Each record is to be repeated exactly as it stands below.
#### MATERIAL PROVIDED ####
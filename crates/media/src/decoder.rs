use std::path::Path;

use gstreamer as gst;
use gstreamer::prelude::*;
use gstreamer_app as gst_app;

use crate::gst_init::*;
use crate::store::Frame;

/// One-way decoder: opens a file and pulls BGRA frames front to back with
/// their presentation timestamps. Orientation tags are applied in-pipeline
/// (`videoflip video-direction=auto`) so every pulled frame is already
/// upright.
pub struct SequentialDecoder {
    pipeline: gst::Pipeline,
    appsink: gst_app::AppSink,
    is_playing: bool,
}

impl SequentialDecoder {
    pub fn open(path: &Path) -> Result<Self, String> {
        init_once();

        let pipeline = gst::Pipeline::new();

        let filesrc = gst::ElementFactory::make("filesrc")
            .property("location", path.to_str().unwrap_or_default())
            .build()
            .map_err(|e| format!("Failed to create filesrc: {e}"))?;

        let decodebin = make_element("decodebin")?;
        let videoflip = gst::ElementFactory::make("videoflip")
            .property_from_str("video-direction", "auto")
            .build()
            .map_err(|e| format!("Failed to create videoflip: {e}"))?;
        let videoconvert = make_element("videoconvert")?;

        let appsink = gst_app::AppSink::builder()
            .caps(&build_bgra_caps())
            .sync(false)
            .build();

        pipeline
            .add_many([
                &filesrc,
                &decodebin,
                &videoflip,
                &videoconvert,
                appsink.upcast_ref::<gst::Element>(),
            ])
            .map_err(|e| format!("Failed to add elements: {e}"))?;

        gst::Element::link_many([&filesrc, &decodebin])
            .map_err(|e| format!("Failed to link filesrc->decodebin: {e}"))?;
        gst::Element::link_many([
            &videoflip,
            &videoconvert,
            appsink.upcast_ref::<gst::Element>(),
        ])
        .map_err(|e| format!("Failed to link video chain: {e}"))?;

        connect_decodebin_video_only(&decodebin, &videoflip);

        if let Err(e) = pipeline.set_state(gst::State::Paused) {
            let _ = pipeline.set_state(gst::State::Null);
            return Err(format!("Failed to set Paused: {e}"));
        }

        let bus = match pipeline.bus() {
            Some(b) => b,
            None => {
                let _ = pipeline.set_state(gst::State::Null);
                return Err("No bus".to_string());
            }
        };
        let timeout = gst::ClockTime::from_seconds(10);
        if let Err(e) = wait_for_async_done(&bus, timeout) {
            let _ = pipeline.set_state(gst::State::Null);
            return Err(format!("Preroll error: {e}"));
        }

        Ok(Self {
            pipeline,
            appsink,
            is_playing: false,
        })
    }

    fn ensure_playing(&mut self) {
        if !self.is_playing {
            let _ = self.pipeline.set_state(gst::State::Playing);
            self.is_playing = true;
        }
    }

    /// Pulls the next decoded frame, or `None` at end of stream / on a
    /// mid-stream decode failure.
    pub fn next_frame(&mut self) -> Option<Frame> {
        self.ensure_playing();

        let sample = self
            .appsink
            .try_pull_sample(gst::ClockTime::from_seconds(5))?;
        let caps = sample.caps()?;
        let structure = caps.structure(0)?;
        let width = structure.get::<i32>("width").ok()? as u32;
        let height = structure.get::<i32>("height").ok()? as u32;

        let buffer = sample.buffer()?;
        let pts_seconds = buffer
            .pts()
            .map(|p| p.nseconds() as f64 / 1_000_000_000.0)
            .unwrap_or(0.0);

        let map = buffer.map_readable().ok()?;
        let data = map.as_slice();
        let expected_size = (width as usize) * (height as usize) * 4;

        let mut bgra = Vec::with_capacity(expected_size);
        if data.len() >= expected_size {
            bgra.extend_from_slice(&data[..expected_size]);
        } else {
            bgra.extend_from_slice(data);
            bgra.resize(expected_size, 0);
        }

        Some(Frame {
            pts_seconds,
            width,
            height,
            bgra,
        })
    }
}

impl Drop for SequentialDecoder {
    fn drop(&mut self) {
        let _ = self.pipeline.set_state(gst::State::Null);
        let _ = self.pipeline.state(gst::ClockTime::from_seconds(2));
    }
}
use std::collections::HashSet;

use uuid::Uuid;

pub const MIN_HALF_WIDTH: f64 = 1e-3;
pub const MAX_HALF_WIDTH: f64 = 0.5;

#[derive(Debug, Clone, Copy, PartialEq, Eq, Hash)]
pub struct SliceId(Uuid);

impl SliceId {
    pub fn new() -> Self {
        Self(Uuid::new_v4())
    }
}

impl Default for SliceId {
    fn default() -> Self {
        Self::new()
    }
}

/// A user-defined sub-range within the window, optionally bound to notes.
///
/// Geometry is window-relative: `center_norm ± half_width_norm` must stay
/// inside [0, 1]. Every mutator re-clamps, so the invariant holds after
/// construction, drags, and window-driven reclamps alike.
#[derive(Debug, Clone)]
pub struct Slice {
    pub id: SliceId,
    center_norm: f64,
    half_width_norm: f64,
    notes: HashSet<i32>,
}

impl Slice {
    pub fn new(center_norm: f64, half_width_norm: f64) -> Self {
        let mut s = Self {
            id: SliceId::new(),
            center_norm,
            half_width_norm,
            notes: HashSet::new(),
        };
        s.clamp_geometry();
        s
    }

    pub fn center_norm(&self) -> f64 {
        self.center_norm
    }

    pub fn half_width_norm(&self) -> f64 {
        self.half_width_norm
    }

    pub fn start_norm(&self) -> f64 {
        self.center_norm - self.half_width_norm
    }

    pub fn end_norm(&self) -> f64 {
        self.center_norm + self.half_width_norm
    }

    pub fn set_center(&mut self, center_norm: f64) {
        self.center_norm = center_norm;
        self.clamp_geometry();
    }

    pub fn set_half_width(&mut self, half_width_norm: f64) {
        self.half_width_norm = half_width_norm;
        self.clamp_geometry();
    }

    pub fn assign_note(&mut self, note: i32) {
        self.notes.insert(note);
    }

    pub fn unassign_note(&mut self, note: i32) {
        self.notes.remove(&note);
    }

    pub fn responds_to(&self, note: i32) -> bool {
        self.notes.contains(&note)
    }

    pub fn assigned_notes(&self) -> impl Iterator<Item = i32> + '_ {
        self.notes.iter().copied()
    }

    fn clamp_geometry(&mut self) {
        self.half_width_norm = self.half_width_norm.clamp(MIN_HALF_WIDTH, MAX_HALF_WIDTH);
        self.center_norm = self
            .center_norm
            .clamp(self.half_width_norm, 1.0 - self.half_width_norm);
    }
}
####
→ OUTPUT OF THE TASK
filename crates/media/src/decoder.rs
use std::path::Path;

use gstreamer as gst;
use gstreamer::prelude::*;
use gstreamer_app as gst_app;

use crate::gst_init::*;
use crate::store::Frame;

/// One-way decoder: opens a file and pulls BGRA frames front to back with
/// their presentation timestamps. Orientation tags are applied in-pipeline
/// (`videoflip video-direction=auto`) so every pulled frame is already
/// upright.
pub struct SequentialDecoder {
    pipeline: gst::Pipeline,
    appsink: gst_app::AppSink,
    is_playing: bool,
}

impl SequentialDecoder {
    pub fn open(path: &Path) -> Result<Self, String> {
        init_once();

        let pipeline = gst::Pipeline::new();

        let filesrc = gst::ElementFactory::make("filesrc")
            .property("location", path.to_str().unwrap_or_default())
            .build()
            .map_err(|e| format!("Failed to create filesrc: {e}"))?;

        let decodebin = make_element("decodebin")?;
        let videoflip = gst::ElementFactory::make("videoflip")
            .property_from_str("video-direction", "auto")
            .build()
            .map_err(|e| format!("Failed to create videoflip: {e}"))?;
        let videoconvert = make_element("videoconvert")?;

        let appsink = gst_app::AppSink::builder()
            .caps(&build_bgra_caps())
            .sync(false)
            .build();

        pipeline
            .add_many([
                &filesrc,
                &decodebin,
                &videoflip,
                &videoconvert,
                appsink.upcast_ref::<gst::Element>(),
            ])
            .map_err(|e| format!("Failed to add elements: {e}"))?;

        gst::Element::link_many([&filesrc, &decodebin])
            .map_err(|e| format!("Failed to link filesrc->decodebin: {e}"))?;
        gst::Element::link_many([
            &videoflip,
            &videoconvert,
            appsink.upcast_ref::<gst::Element>(),
        ])
        .map_err(|e| format!("Failed to link video chain: {e}"))?;

        connect_decodebin_video_only(&decodebin, &videoflip);

        if let Err(e) = pipeline.set_state(gst::State::Paused) {
            let _ = pipeline.set_state(gst::State::Null);
            return Err(format!("Failed to set Paused: {e}"));
        }

        let bus = match pipeline.bus() {
            Some(b) => b,
            None => {
                let _ = pipeline.set_state(gst::State::Null);
                return Err("No bus".to_string());
            }
        };
        let timeout = gst::ClockTime::from_seconds(10);
        if let Err(e) = wait_for_async_done(&bus, timeout) {
            let _ = pipeline.set_state(gst::State::Null);
            return Err(format!("Preroll error: {e}"));
        }

        Ok(Self {
            pipeline,
            appsink,
            is_playing: false,
        })
    }

    fn ensure_playing(&mut self) {
        if !self.is_playing {
            let _ = self.pipeline.set_state(gst::State::Playing);
            self.is_playing = true;
        }
    }

    /// Pulls the next decoded frame, or `None` at end of stream / on a
    /// mid-stream decode failure.
    pub fn next_frame(&mut self) -> Option<Frame> {
        self.ensure_playing();

        let sample = self
            .appsink
            .try_pull_sample(gst::ClockTime::from_seconds(5))?;
        let caps = sample.caps()?;
        let structure = caps.structure(0)?;
        let width = structure.get::<i32>("width").ok()? as u32;
        let height = structure.get::<i32>("height").ok()? as u32;

        let buffer = sample.buffer()?;
        let pts_seconds = buffer
            .pts()
            .map(|p| p.nseconds() as f64 / 1_000_000_000.0)
            .unwrap_or(0.0);

        let map = buffer.map_readable().ok()?;
        let data = map.as_slice();
        let expected_size = (width as usize) * (height as usize) * 4;

        let mut bgra = Vec::with_capacity(expected_size);
        if data.len() >= expected_size {
            bgra.extend_from_slice(&data[..expected_size]);
        } else {
            bgra.extend_from_slice(data);
            bgra.resize(expected_size, 0);
        }

        Some(Frame {
            pts_seconds,
            width,
            height,
            bgra,
        })
    }
}

impl Drop for SequentialDecoder {
    fn drop(&mut self) {
        let _ = self.pipeline.set_state(gst::State::Null);
        let _ = self.pipeline.state(gst::ClockTime::from_seconds(2));
    }
}
use std::collections::HashSet;

use uuid::Uuid;

pub const MIN_HALF_WIDTH: f64 = 1e-3;
pub const MAX_HALF_WIDTH: f64 = 0.5;

#[derive(Debug, Clone, Copy, PartialEq, Eq, Hash)]
pub struct SliceId(Uuid);

impl SliceId {
    pub fn new() -> Self {
        Self(Uuid::new_v4())
    }
}

impl Default for SliceId {
    fn default() -> Self {
        Self::new()
    }
}

/// A user-defined sub-range within the window, optionally bound to notes.
///
/// Geometry is window-relative: `center_norm ± half_width_norm` must stay
/// inside [0, 1]. Every mutator re-clamps, so the invariant holds after
/// construction, drags, and window-driven reclamps alike.
#[derive(Debug, Clone)]
pub struct Slice {
    pub id: SliceId,
    center_norm: f64,
    half_width_norm: f64,
    notes: HashSet<i32>,
}

impl Slice {
    pub fn new(center_norm: f64, half_width_norm: f64) -> Self {
        let mut s = Self {
            id: SliceId::new(),
            center_norm,
            half_width_norm,
            notes: HashSet::new(),
        };
        s.clamp_geometry();
        s
    }

    pub fn center_norm(&self) -> f64 {
        self.center_norm
    }

    pub fn half_width_norm(&self) -> f64 {
        self.half_width_norm
    }

    pub fn start_norm(&self) -> f64 {
        self.center_norm - self.half_width_norm
    }

    pub fn end_norm(&self) -> f64 {
        self.center_norm + self.half_width_norm
    }

    pub fn set_center(&mut self, center_norm: f64) {
        self.center_norm = center_norm;
        self.clamp_geometry();
    }

    pub fn set_half_width(&mut self, half_width_norm: f64) {
        self.half_width_norm = half_width_norm;
        self.clamp_geometry();
    }

    pub fn assign_note(&mut self, note: i32) {
        self.notes.insert(note);
    }

    pub fn unassign_note(&mut self, note: i32) {
        self.notes.remove(&note);
    }

    pub fn responds_to(&self, note: i32) -> bool {
        self.notes.contains(&note)
    }

    pub fn assigned_notes(&self) -> impl Iterator<Item = i32> + '_ {
        self.notes.iter().copied()
    }

    fn clamp_geometry(&mut self) {
        self.half_width_norm = self.half_width_norm.clamp(MIN_HALF_WIDTH, MAX_HALF_WIDTH);
        self.center_norm = self
            .center_norm
            .clamp(self.half_width_norm, 1.0 - self.half_width_norm);
    }
}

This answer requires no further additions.